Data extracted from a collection
%%
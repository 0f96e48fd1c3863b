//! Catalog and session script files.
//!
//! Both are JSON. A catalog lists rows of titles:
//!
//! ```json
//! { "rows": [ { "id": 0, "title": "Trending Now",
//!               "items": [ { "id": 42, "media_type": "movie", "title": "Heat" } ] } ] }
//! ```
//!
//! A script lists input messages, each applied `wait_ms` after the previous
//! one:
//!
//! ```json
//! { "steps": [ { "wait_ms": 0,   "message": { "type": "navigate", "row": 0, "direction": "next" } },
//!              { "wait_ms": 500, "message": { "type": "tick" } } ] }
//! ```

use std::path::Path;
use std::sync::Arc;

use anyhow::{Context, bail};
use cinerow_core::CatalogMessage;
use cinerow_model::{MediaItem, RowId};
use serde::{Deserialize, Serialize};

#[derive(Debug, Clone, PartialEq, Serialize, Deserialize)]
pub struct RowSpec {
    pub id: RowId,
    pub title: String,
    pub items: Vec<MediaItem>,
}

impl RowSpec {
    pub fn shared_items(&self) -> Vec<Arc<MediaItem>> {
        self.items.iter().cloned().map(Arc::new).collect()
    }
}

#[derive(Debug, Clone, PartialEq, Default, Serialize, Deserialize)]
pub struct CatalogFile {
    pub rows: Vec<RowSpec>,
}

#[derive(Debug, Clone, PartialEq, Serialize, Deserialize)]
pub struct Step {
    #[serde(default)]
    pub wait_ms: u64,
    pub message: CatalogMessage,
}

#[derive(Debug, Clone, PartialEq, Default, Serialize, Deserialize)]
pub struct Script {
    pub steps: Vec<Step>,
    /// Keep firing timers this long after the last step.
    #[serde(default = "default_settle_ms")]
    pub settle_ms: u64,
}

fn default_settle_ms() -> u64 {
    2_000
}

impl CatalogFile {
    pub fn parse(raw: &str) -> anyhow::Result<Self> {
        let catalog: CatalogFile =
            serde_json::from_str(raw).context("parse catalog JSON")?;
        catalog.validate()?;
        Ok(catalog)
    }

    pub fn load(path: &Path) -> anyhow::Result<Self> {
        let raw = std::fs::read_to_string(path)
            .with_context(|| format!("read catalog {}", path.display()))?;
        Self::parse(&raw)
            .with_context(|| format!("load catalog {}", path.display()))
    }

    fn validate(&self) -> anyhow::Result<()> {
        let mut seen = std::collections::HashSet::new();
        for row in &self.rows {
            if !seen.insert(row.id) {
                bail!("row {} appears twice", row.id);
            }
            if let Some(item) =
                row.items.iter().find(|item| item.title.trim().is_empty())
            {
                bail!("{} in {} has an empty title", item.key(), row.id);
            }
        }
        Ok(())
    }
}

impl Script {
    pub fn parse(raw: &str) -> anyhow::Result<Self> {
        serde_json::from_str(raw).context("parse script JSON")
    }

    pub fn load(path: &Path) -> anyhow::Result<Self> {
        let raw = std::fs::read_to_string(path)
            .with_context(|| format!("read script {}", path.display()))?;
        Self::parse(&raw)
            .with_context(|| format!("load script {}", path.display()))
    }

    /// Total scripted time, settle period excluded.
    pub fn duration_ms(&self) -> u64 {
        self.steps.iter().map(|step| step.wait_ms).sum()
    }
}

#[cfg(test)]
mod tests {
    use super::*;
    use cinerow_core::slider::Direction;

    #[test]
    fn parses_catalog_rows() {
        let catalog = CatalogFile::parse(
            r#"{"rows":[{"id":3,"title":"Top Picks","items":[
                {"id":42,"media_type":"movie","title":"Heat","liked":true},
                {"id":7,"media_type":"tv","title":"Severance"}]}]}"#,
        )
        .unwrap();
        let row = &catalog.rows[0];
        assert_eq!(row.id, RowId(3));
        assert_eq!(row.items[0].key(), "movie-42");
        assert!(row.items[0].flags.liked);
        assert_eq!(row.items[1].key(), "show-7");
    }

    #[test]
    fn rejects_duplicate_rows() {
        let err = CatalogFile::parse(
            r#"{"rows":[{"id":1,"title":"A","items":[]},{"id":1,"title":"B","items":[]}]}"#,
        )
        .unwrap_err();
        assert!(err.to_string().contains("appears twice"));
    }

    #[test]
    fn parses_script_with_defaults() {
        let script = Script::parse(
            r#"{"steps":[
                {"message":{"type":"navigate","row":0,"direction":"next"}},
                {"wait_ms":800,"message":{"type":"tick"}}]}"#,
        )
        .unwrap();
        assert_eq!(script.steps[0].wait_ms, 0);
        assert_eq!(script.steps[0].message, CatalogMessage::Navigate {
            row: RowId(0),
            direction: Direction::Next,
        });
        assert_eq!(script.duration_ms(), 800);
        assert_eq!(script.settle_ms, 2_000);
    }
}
%%
Exercise goal = Count the lines above that contain "MediaItem", and give only the number.

Response = 3